Французские утописты XVIII в., соединившие утопию с логикой Просвещения, мало что добавили к конструктивной программе социализма. Желчный диссидент Жан Мелье выдвинул лозунг «Люди всех стран – соединяйтесь», ставший калькой для известного лозунга о пролетариях. Моралист Морелли также в самой общей форме предвосхитил идеи Л. Блана, Ш. Фурье и Р. Оуэна (впрочем, во многом повторив Д. Уинстенли). Преуспевающий поклонник Ликурга Габриэло-Бонно де Мабли выдвинул ряд предложений по переходным мерам от реальности к утопии (запрет спекуляции, ограничение права наследования), отчасти предвосхитив практику якобинцев и теорию Сен-Симона. Но в остальном утописты вплоть до Великой французской революции недалеко ушли от Мора, Кампанеллы и Уинстенли как в методологии, так и в конкретных идеях.
Утопия на пороге практики
Великая французская революция
, обнажив социальные конфликты, поставила социализм в повестку дня. Но она «надорвалась», так и не перейдя к этой повестке. Эта революция мыслила в либеральной парадигме Просвещения. Ее лидеры говорили о равенстве, понимая под ним гражданское равенство, политическое равноправие. Но развитие событий толкало революционеров к пониманию связи политико-правовых и социальных проблем.Ситуация беспрецедентного социального кризиса, энергия которого продвигала общество все дальше от традиционных устоев, превращала последний бунт XVIII века в первую революцию эпохи модернизации XIX-XX веков. Интеллектуальная логика Просвещения делала этот процесс перехода необратимым. Столкнувшись с бедствиями, социальные низы (и нищие рабочие, и безработные нищие, и бедствующие ремесленники, и мелкие предприниматели – воспринимавшие себя не как разные классы, а как единое сообщество санкюлотов) стали требовать нового типа преобразований. Предвестием этого стало требование твердых цен, выдвинутое еще бунтарями 1775 г. Как это устроить? Вернуться к абсолютизму (впрочем, как раз и виновному в нежелании бороться с экономическим кризисом)? В 1792 г. такой путь казался уже невозможным, Просвещение приучило даже широкие и малообразованные массы конструировать только новое, правильное общество, как совершенную машину. Не только политика, но и экономика должна как-то правильно управляться. Старое абсолютное государство уходило в прошлое, но голодные массы требовали государственной защиты, усиления государства в новой форме и на новом поприще. Уже при рождении либеральной «свободы» становилась очевидна ее неустойчивость, провиделось будущее бюрократическое регулирование экономики во имя устойчивости рынка и социальной защиты. «За идеями регулируемой экономики скрывалось отчаяние изголодавшегося люда городов Франции»[37]

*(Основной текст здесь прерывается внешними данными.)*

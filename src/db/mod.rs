//! Core database implementation for gisdb.
//!
//! This module defines the main `DB` type, which owns the spatial index and
//! the name index and keeps their populations identical.

use crate::compute::spatial::{KdTree, RangeSearch, Removal};
use crate::compute::validation::{validate_coordinates, validate_name, validate_radius};
use crate::config::{City, CityRef, Config, DbStats, LevelEntry};
use crate::error::{GisError, Result};
use std::rc::Rc;

mod name_index;

pub use name_index::NameIndex;

/// Main gisdb database structure (single-threaded by design).
///
/// The `DB` struct offers:
/// - Insertion of `(name, x, y)` city records with duplicate-coordinate
///   rejection
/// - Lookup and deletion by exact coordinate or by name
/// - Circular range search over the k-d tree
/// - Level-annotated dumps of both indices
///
/// Every record lives in both indices at once. Writes validate first, then
/// touch the spatial index, then the name index; a write that fails validation
/// or hits an occupied coordinate leaves both untouched.
///
/// # Thread Safety
///
/// **`DB` is not thread-safe.** Records are shared between the two indices
/// through `Rc`, which makes `DB` neither `Send` nor `Sync`; the compiler
/// rejects any attempt to move it across threads.
///
/// # Examples
///
/// ```rust
/// use gisdb::Gis;
///
/// # fn main() -> Result<(), Box<dyn std::error::Error>> {
/// let mut db = Gis::new();
/// db.insert("Blacksburg", 100, 200)?;
/// db.insert("Christiansburg", 120, 180)?;
///
/// let nearby = db.search(100, 200, 30)?;
/// assert_eq!(nearby.cities.len(), 2);
///
/// let removed = db.delete_at(100, 200)?;
/// assert_eq!(removed.removed.unwrap().name(), "Blacksburg");
/// assert!(db.info_by_name("Blacksburg").is_empty());
/// # Ok(())
/// # }
/// ```
#[derive(Debug)]
pub struct DB {
    spatial: KdTree,
    names: NameIndex,
    stats: DbStats,
    config: Config,
}

impl DB {
    /// Create an empty database with the default configuration.
    pub fn new() -> Self {
        Self::from_config(Config::default())
    }

    pub fn builder() -> crate::builder::DBBuilder {
        crate::builder::DBBuilder::new()
    }

    /// Create an empty database with a custom configuration.
    pub fn with_config(config: Config) -> Result<Self> {
        config.check()?;
        Ok(Self::from_config(config))
    }

    pub(crate) fn from_config(config: Config) -> Self {
        Self {
            spatial: KdTree::new(),
            names: NameIndex::new(),
            stats: DbStats::new(),
            config,
        }
    }

    pub fn config(&self) -> &Config {
        &self.config
    }

    /// Number of records stored.
    pub fn len(&self) -> usize {
        self.spatial.len()
    }

    pub fn is_empty(&self) -> bool {
        self.spatial.is_empty()
    }

    /// Insert a record at `(x, y)`.
    ///
    /// Fails with [`GisError::InvalidInput`] for an empty or overlong name or
    /// an out-of-bounds coordinate, and with
    /// [`GisError::DuplicateCoordinate`] when another record already sits at
    /// `(x, y)`. Neither index changes on failure.
    pub fn insert(&mut self, name: &str, x: i32, y: i32) -> Result<()> {
        self.stats.record_operation();

        if let Err(e) =
            validate_name(&self.config, name).and_then(|_| validate_coordinates(&self.config, x, y))
        {
            log::warn!("Rejected insert of {:?} at ({}, {}): {}", name, x, y, e);
            self.stats.record_rejected_insert();
            return Err(e);
        }

        let city = Rc::new(City::new(name, x, y));
        if !self.spatial.insert(Rc::clone(&city)) {
            log::debug!("Rejected insert of {}: coordinate occupied", city);
            self.stats.record_rejected_insert();
            return Err(GisError::DuplicateCoordinate { x, y });
        }
        self.names.insert(city);

        log::debug!("Inserted {} ({} records)", name, self.len());
        self.stats.record_insert();
        Ok(())
    }

    /// Delete the record at `(x, y)`, if any.
    ///
    /// The returned [`Removal`] carries the number of spatial-index nodes
    /// examined and the removed record. An empty database answers without
    /// touching the index, with `visited == 0`.
    ///
    /// A coordinate outside the configured world is an error
    /// ([`GisError::InvalidInput`]), not an empty [`Removal`].
    pub fn delete_at(&mut self, x: i32, y: i32) -> Result<Removal> {
        self.stats.record_operation();
        validate_coordinates(&self.config, x, y)?;

        if self.spatial.is_empty() {
            return Ok(Removal::default());
        }

        let removal = self.spatial.delete(x, y);
        match &removal.removed {
            Some(city) => {
                let unlinked = self.names.remove_exact(city);
                debug_assert!(unlinked, "name index lost track of {city}");
                self.stats.record_deletes(1);
                log::debug!("Deleted {} after visiting {} nodes", city, removal.visited);
            }
            None => log::trace!(
                "No record at ({}, {}); visited {} nodes",
                x,
                y,
                removal.visited
            ),
        }
        Ok(removal)
    }

    /// Delete every record named `name`.
    ///
    /// Records are taken one at a time, each being the first match in a
    /// preorder walk of the name index, and come back in that order. An empty
    /// name matches nothing.
    pub fn delete_by_name(&mut self, name: &str) -> Vec<CityRef> {
        self.stats.record_operation();
        let mut removed = Vec::new();
        if name.is_empty() {
            return removed;
        }

        while let Some(city) = self.names.find_first_by_name(name).map(Rc::clone) {
            let removal = self.spatial.delete(city.x(), city.y());
            debug_assert!(removal.removed.is_some(), "spatial index lost track of {city}");
            self.names.remove_exact(&city);
            removed.push(city);
        }

        if !removed.is_empty() {
            log::debug!("Deleted {} records named {}", removed.len(), name);
            self.stats.record_deletes(removed.len() as u64);
        }
        removed
    }

    /// The record at exactly `(x, y)`.
    ///
    /// A coordinate outside the configured world is an error
    /// ([`GisError::InvalidInput`]), not `Ok(None)`.
    pub fn info_at(&self, x: i32, y: i32) -> Result<Option<CityRef>> {
        validate_coordinates(&self.config, x, y)?;
        Ok(self.spatial.find(x, y).map(Rc::clone))
    }

    /// Every record named `name`, in name-index inorder.
    pub fn info_by_name(&self, name: &str) -> Vec<CityRef> {
        if name.is_empty() {
            return Vec::new();
        }
        self.names.list_by_name(name)
    }

    /// Every record within `radius` of `(x, y)`, boundary included.
    ///
    /// A negative radius is rejected. The center may lie anywhere, including
    /// outside the configured world.
    pub fn search(&mut self, x: i32, y: i32, radius: i32) -> Result<RangeSearch> {
        self.stats.record_operation();
        let radius = validate_radius(radius)?;

        let result = self.spatial.range_search(x, y, radius);
        self.stats.record_search();
        log::debug!(
            "Search around ({}, {}) radius {} found {} records, visited {} nodes",
            x,
            y,
            radius,
            result.cities.len(),
            result.visited
        );
        Ok(result)
    }

    /// Remove every record from both indices.
    pub fn clear(&mut self) {
        self.stats.record_operation();
        log::debug!("Clearing {} records", self.len());
        self.spatial.clear();
        self.names.clear();
    }

    /// Spatial index inorder, annotated with depth.
    pub fn spatial_levels(&self) -> Vec<LevelEntry<CityRef>> {
        self.spatial.levels()
    }

    /// Name index inorder, annotated with depth.
    pub fn name_levels(&self) -> Vec<LevelEntry<CityRef>> {
        self.names.levels()
    }

    pub fn stats(&self) -> DbStats {
        DbStats {
            record_count: self.len(),
            spatial_height: self.spatial.height(),
            name_height: self.names.height(),
            ..self.stats.clone()
        }
    }
}

impl Default for DB {
    fn default() -> Self {
        Self::new()
    }
}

, – пишет историк Е.М. Кожокин. Отсюда следует и обратная логическая цепь – когда будет достигнута сытость мещанских слоев, они станут равнодушны к регулированию экономики, и социальное государство ослабнет. Новое индустриальное общество так и будет колебаться в ХХ веке между двумя неустойчивыми моделями: «свободным» (только не от корпораций) рынком и социальным государством.